TASK OBJECTIVE » Among the entries below, find the lines with the word "failed" and return them.

SOURCE INFORMATION »
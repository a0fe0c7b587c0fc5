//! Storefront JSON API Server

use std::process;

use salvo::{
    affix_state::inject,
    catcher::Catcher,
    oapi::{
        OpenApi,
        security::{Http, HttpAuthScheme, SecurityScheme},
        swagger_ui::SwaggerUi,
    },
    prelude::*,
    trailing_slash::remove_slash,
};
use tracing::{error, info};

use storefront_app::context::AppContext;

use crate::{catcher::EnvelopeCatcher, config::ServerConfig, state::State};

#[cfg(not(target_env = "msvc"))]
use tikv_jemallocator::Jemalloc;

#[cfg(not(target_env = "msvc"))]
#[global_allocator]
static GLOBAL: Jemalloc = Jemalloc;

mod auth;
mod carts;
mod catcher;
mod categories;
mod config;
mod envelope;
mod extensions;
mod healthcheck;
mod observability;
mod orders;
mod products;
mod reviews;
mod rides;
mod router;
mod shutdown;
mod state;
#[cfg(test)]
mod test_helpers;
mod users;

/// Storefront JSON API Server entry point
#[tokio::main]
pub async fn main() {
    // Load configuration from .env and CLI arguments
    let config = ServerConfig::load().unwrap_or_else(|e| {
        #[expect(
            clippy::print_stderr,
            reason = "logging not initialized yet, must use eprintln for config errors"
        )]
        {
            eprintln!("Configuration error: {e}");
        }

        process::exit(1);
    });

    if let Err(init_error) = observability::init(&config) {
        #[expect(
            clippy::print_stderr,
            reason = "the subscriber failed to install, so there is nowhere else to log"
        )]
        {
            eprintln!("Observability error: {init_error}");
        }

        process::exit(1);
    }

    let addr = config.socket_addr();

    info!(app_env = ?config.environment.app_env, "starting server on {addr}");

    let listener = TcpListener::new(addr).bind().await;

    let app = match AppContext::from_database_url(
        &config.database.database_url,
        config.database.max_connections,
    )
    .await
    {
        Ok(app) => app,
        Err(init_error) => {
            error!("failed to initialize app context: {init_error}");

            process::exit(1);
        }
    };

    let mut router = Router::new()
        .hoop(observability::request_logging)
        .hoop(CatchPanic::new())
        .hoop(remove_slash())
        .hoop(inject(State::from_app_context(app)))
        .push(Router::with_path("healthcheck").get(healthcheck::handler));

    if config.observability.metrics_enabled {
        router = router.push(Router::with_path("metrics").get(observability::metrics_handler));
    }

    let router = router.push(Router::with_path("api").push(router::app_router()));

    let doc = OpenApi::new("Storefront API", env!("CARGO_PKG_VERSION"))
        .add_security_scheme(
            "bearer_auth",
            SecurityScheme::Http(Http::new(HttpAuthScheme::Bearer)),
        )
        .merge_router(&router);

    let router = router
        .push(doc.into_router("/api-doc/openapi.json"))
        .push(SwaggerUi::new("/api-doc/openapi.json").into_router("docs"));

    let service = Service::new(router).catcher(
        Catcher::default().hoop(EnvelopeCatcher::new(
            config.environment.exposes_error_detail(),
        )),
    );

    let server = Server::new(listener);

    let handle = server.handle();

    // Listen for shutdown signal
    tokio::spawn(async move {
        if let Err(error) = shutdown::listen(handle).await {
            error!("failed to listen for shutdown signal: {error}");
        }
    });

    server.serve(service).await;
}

* * *

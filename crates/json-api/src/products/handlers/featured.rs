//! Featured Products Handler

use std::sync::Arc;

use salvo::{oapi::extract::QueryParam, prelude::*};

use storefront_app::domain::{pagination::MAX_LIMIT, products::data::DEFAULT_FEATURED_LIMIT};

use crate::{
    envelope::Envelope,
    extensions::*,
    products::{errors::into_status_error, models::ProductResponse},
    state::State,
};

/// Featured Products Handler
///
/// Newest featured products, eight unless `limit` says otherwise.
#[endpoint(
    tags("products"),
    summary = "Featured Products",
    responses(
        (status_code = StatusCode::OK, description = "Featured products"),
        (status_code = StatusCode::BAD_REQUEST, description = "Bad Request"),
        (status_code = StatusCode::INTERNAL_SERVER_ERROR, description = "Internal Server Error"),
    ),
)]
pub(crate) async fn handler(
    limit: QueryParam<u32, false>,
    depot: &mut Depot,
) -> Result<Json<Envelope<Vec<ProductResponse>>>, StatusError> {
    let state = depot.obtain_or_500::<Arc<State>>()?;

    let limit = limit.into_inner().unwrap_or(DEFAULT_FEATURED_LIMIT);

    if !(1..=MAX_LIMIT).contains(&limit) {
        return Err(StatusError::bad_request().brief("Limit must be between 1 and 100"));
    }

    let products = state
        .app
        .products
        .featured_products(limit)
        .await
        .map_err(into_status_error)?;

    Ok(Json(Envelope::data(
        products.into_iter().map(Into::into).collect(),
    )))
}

...

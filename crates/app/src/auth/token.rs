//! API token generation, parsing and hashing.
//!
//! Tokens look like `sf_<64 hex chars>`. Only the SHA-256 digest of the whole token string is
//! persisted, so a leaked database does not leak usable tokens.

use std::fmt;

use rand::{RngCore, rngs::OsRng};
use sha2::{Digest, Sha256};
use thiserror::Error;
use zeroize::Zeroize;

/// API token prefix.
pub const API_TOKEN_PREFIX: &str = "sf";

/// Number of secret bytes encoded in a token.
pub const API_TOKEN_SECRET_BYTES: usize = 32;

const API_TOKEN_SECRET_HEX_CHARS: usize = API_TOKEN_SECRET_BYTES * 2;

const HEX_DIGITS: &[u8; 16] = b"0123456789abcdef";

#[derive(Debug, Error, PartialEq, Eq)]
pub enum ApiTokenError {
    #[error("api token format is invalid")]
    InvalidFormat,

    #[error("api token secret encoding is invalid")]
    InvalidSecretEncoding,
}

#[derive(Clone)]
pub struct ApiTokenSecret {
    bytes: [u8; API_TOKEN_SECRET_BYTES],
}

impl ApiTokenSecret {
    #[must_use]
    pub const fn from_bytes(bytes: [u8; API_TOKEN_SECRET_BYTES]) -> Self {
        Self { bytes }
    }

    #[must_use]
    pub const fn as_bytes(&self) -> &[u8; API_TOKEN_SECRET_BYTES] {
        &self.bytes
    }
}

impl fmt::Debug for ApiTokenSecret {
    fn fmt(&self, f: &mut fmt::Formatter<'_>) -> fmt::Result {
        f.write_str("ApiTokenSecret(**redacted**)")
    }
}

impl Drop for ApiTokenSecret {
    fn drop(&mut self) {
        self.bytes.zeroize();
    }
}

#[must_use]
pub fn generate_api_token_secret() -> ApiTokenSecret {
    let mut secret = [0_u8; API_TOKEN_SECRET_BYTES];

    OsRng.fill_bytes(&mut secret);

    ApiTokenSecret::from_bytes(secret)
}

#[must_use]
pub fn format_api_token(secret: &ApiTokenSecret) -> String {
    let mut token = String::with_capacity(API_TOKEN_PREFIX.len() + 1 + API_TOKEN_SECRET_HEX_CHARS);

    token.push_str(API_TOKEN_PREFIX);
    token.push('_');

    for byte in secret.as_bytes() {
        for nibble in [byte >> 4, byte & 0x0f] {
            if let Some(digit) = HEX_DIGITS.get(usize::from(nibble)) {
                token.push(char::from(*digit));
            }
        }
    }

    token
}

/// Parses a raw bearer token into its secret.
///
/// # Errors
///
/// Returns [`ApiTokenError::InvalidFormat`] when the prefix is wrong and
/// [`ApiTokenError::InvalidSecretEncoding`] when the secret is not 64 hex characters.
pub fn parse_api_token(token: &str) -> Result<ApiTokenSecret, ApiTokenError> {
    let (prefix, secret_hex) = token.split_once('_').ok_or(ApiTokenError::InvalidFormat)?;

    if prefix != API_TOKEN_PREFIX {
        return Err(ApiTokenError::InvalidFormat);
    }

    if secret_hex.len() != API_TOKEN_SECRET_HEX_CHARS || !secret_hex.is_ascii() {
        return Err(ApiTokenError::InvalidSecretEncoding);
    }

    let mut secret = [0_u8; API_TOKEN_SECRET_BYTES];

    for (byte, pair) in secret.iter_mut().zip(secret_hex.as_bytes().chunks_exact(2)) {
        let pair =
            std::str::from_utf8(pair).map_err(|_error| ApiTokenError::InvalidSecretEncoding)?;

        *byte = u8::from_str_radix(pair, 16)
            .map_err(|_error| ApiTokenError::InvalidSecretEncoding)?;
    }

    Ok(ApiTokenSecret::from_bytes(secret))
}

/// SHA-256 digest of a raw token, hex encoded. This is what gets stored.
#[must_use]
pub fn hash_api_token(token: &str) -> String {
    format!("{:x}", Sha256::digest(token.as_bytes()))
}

EXERCISE SOLUTION »
            reason = "the subscriber failed to install, so there is nowhere else to log"
            error!("failed to initialize app context: {init_error}");
            error!("failed to listen for shutdown signal: {error}");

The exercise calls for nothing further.